Records from a collection —
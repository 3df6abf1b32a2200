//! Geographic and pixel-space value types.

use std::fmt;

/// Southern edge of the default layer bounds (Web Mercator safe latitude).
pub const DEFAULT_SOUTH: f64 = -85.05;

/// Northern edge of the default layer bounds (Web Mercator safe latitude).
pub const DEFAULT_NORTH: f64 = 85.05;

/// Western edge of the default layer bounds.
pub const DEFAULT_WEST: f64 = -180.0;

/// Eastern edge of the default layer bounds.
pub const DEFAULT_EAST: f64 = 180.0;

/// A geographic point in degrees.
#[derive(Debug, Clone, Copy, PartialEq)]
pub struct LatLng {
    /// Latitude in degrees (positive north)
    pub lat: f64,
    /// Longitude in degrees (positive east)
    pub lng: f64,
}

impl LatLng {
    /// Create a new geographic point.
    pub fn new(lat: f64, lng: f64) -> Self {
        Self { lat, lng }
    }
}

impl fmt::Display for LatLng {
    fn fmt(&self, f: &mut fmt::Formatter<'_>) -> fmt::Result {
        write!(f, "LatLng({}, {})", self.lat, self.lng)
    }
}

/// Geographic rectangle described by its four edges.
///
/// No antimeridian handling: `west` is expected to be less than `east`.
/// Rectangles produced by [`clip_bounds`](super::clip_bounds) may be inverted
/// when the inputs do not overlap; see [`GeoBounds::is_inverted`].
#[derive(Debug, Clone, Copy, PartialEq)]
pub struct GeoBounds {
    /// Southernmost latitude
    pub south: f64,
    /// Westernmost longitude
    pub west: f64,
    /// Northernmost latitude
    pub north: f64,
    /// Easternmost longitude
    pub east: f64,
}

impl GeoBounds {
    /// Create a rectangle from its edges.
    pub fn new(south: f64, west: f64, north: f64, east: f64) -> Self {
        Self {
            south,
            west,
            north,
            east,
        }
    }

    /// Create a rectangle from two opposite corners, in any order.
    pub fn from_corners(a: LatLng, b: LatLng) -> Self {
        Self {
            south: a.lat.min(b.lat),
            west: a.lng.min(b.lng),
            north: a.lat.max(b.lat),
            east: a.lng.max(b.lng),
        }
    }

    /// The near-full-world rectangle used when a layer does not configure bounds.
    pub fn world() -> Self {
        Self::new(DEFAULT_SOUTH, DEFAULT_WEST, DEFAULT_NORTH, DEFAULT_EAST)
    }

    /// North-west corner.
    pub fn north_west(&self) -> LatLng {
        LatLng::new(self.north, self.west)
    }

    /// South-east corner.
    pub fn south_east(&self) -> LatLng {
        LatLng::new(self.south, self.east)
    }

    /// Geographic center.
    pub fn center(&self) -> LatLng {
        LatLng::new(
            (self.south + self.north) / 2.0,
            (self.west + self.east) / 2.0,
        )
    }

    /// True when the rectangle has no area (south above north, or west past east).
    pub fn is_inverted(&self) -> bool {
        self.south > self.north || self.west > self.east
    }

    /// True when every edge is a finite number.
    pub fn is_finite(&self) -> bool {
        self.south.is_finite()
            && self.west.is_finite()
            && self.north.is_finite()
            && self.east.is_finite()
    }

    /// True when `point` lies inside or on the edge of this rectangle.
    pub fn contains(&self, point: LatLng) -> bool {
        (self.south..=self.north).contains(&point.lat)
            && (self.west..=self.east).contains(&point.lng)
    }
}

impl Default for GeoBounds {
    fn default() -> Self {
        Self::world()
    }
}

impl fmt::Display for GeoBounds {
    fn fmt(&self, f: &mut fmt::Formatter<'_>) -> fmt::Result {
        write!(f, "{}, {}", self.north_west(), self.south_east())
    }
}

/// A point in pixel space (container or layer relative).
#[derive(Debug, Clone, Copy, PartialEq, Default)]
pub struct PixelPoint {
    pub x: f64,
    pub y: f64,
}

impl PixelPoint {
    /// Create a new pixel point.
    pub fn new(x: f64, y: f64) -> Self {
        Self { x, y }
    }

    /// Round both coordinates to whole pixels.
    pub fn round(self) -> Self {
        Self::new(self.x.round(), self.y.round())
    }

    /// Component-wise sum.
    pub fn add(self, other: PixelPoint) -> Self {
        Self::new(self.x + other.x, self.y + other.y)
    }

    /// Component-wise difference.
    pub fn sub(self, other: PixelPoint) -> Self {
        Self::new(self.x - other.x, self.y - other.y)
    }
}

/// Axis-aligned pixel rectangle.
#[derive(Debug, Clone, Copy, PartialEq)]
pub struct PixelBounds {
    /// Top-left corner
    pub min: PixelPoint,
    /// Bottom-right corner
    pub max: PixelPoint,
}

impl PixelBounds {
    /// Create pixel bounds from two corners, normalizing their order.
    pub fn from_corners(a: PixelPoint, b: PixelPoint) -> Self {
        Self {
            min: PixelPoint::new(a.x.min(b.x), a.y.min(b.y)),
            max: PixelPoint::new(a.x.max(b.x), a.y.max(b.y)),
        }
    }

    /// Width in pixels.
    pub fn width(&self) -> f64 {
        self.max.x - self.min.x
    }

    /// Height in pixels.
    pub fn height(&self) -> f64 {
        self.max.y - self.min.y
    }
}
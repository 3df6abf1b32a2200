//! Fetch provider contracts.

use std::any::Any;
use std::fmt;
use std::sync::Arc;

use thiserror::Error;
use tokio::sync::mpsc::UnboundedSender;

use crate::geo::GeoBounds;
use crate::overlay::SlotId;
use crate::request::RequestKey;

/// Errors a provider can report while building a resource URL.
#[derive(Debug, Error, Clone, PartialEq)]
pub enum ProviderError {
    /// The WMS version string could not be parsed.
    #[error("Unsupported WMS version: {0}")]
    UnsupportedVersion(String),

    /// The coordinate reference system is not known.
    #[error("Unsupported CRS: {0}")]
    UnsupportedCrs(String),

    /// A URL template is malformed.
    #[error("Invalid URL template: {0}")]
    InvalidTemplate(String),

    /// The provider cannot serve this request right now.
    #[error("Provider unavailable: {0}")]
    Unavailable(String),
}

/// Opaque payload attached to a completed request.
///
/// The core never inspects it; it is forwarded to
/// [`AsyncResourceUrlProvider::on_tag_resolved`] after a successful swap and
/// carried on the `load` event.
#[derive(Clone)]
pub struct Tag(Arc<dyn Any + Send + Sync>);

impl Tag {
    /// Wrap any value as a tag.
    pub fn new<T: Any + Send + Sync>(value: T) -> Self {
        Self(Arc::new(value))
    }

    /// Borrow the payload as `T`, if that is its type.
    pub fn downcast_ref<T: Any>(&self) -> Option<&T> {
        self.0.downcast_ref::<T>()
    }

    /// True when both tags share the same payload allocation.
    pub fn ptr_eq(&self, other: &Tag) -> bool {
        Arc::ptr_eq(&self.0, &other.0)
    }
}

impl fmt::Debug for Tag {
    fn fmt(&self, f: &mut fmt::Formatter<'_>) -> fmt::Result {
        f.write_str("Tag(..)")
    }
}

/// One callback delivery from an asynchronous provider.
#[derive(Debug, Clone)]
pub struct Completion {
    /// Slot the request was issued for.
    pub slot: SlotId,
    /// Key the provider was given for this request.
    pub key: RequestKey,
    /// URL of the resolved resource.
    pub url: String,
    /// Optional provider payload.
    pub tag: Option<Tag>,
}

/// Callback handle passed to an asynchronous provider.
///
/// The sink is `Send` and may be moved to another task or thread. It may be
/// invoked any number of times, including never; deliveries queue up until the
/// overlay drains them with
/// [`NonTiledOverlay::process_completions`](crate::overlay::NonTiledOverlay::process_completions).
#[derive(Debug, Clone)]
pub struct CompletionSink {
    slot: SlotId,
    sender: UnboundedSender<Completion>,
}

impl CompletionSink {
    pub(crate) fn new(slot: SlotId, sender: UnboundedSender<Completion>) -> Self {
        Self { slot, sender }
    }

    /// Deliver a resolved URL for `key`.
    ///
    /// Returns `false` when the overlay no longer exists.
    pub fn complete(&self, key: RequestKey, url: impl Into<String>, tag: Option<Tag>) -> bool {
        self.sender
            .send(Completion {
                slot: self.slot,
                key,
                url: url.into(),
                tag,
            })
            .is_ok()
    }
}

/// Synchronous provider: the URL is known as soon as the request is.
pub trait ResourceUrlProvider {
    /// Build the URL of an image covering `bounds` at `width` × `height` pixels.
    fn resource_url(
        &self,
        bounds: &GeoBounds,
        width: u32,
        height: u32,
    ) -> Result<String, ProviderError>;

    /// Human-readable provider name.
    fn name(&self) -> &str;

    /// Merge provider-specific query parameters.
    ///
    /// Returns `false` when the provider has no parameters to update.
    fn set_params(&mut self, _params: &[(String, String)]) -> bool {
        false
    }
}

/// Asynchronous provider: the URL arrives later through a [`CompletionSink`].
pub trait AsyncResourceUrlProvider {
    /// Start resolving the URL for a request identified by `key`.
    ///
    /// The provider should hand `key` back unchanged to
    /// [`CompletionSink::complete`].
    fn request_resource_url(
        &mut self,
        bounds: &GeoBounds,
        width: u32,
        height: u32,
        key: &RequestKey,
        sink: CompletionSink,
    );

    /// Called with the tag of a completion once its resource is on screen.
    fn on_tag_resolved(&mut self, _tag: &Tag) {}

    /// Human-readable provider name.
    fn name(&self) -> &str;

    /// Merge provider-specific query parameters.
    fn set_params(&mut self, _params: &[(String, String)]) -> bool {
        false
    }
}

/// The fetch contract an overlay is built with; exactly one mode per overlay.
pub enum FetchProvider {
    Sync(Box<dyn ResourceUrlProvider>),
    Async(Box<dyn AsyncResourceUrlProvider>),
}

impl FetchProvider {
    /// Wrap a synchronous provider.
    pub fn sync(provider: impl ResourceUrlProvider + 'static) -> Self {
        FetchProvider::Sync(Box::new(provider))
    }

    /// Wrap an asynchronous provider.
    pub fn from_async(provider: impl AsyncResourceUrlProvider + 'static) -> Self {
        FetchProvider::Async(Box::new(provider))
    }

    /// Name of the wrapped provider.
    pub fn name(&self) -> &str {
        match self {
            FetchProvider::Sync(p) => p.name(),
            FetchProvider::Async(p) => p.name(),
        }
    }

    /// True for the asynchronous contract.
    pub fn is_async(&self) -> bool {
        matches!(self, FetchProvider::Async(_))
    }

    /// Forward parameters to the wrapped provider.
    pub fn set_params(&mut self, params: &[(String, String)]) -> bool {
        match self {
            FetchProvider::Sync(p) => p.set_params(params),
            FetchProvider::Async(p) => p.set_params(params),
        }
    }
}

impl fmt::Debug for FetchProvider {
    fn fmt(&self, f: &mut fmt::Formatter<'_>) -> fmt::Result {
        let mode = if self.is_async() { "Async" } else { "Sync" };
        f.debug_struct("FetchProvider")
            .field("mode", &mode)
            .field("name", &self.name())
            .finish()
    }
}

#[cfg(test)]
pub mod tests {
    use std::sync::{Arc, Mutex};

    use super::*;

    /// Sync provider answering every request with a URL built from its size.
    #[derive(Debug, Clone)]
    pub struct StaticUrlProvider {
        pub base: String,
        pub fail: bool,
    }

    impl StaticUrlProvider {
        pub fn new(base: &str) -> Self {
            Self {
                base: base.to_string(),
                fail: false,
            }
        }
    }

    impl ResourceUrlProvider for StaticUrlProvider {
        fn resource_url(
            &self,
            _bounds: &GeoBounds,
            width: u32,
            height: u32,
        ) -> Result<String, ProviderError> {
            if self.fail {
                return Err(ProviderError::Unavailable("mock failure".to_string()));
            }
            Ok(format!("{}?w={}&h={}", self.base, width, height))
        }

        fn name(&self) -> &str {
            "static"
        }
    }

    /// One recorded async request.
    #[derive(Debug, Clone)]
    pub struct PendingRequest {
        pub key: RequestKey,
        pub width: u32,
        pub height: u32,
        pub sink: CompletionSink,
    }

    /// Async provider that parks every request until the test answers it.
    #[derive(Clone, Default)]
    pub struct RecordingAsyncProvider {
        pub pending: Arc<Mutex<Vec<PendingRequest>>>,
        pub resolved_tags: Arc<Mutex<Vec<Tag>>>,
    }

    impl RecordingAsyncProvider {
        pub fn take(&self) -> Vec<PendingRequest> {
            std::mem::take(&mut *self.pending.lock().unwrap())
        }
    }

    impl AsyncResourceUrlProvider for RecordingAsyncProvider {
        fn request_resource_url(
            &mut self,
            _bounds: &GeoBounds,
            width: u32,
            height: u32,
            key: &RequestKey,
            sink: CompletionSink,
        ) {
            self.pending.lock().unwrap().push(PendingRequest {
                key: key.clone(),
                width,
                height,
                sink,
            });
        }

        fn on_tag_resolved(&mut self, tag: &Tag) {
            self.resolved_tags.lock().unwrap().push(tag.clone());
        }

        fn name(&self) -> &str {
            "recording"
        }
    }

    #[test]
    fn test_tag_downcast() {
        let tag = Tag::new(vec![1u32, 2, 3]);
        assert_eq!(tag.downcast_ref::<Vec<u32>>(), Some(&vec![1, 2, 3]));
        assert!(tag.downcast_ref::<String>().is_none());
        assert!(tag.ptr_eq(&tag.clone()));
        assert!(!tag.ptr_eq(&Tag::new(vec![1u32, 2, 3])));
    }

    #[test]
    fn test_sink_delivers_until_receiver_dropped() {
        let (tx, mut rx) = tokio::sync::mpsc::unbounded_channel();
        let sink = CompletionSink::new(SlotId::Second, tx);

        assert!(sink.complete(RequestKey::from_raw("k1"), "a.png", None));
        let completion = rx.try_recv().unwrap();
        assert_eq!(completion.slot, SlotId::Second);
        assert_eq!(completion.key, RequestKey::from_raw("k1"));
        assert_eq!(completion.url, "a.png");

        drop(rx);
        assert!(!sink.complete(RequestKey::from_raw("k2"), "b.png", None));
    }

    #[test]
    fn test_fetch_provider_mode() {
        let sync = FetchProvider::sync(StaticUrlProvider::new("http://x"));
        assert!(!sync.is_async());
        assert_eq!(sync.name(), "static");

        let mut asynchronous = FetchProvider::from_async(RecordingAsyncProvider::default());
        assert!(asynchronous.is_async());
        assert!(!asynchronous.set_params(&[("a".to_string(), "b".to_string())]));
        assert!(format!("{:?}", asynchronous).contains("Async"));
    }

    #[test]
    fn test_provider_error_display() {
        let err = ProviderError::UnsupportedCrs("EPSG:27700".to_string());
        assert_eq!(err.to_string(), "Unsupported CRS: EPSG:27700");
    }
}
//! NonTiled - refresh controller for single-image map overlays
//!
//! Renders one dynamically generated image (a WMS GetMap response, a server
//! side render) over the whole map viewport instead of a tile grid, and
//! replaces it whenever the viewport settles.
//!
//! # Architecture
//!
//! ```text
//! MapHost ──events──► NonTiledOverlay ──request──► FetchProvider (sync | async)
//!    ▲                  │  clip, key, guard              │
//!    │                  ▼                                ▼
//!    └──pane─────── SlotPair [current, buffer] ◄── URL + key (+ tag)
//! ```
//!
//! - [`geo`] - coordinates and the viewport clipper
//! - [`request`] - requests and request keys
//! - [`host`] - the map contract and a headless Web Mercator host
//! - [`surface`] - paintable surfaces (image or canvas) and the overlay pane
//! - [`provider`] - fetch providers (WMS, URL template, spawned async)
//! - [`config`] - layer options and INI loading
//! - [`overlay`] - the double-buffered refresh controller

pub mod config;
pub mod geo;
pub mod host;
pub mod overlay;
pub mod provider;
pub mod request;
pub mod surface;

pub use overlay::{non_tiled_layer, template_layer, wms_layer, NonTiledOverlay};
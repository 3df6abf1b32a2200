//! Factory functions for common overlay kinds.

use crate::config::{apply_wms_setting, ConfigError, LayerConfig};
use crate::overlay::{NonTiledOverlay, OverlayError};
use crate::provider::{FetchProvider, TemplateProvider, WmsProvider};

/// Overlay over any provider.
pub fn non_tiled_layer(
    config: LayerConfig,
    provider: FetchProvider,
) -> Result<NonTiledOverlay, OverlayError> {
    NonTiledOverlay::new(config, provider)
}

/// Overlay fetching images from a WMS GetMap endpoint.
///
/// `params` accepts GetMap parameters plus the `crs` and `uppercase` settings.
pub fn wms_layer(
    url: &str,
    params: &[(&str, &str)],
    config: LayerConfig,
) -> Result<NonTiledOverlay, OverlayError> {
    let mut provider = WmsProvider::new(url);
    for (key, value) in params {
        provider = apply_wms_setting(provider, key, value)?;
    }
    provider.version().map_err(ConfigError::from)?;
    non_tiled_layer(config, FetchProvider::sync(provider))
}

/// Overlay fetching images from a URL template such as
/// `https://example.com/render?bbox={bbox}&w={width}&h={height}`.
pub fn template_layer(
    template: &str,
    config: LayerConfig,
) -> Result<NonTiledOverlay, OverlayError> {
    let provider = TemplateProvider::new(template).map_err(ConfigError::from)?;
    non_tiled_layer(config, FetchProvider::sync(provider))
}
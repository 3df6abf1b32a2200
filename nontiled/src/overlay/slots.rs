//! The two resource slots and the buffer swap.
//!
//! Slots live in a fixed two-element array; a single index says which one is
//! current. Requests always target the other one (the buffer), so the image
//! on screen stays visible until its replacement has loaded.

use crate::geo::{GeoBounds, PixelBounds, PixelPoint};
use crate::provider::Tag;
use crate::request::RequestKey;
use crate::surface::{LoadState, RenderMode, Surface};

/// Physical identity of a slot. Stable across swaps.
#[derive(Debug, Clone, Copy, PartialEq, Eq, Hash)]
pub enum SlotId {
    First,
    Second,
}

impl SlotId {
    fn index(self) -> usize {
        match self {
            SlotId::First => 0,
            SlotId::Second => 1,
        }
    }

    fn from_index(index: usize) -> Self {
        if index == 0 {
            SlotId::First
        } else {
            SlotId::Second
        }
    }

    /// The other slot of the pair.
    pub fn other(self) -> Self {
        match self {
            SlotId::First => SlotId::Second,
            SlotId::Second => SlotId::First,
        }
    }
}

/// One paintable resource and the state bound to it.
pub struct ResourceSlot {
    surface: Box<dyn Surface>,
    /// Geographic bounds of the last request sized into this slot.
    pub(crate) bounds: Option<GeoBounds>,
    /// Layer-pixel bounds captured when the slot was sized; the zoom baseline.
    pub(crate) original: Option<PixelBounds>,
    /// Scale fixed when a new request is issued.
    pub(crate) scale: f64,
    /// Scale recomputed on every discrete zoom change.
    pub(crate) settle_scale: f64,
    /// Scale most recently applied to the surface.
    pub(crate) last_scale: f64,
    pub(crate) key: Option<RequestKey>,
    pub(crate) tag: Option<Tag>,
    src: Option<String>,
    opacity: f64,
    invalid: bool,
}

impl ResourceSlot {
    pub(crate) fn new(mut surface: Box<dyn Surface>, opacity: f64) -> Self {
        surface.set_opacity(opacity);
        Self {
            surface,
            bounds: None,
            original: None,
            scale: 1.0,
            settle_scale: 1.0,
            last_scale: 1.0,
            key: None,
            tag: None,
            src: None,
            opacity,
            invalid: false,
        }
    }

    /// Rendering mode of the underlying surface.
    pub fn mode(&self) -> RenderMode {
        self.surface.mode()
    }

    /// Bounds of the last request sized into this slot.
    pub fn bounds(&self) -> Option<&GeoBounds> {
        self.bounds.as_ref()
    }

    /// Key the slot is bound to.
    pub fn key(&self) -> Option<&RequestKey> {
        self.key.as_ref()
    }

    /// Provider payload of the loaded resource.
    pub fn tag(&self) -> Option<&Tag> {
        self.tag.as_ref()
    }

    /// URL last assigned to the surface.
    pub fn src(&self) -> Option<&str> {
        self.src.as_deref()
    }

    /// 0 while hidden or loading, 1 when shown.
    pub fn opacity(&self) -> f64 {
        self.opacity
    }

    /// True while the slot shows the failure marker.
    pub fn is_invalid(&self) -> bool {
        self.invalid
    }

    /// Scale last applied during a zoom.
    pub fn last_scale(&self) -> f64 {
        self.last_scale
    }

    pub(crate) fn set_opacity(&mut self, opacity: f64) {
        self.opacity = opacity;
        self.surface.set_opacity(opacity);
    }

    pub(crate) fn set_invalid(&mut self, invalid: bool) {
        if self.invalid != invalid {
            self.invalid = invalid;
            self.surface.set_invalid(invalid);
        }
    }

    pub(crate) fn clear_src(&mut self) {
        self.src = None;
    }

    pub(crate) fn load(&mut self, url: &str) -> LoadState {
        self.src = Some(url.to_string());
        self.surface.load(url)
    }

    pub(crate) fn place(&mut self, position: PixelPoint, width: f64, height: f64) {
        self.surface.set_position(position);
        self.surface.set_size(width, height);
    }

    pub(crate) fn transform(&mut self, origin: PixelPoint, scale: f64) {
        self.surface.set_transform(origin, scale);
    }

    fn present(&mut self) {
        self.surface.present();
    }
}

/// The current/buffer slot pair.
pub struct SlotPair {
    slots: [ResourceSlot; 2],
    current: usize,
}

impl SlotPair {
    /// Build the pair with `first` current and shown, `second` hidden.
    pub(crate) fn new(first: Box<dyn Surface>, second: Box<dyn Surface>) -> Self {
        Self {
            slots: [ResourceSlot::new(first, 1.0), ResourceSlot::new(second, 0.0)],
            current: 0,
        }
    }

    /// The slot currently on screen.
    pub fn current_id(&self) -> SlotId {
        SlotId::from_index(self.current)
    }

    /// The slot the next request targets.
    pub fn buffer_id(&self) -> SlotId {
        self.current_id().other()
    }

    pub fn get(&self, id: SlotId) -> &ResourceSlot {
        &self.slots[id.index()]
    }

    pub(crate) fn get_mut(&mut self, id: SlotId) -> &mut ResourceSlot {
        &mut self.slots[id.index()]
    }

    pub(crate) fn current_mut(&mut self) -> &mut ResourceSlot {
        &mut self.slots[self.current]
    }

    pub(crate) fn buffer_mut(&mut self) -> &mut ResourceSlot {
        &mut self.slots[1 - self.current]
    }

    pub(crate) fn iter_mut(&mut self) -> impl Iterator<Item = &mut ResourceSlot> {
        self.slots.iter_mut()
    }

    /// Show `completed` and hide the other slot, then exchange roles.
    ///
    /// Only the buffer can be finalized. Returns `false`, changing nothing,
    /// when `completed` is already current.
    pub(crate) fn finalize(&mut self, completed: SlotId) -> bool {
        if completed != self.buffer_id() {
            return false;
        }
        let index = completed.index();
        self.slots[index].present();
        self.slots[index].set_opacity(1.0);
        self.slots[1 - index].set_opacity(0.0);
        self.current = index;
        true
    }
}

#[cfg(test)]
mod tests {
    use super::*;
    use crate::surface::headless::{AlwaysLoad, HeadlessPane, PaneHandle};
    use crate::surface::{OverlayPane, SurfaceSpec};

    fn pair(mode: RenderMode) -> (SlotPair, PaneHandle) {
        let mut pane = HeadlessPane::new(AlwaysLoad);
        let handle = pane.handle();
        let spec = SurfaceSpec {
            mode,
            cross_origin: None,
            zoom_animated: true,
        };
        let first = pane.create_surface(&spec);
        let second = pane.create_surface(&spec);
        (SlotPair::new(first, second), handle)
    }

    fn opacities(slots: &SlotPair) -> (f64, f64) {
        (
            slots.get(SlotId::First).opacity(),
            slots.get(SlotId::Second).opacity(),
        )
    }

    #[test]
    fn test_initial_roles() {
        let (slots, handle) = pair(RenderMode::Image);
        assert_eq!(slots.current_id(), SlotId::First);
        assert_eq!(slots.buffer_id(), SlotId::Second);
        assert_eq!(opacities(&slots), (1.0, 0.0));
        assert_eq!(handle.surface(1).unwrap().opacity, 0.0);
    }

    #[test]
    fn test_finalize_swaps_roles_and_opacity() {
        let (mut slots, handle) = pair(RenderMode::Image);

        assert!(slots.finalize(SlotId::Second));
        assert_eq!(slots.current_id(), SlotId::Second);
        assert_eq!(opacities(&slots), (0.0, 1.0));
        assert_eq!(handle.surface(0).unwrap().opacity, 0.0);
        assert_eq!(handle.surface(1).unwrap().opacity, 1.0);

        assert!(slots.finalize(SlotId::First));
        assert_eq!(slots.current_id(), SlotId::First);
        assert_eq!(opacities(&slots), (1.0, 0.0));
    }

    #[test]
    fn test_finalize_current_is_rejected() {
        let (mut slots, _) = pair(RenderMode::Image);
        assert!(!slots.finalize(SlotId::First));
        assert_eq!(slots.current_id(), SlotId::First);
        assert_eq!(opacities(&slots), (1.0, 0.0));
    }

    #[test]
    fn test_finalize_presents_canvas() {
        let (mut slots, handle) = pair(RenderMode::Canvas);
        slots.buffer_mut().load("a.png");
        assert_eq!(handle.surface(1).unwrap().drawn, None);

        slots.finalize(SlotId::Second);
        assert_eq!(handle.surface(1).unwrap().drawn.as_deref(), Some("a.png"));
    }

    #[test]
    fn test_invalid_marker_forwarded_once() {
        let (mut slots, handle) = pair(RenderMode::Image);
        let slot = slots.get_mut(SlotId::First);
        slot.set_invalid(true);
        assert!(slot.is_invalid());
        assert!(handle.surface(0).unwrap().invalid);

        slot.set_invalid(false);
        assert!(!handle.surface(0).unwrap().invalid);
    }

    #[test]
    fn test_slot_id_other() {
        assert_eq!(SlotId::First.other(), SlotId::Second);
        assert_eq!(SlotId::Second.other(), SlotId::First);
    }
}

PROBLEM TO SOLVE — Where a line above contains the word "WmsProvider", show that line.

RESPONSE FOR THIS EXERCISE —
use crate::provider::{FetchProvider, TemplateProvider, WmsProvider};
    let mut provider = WmsProvider::new(url);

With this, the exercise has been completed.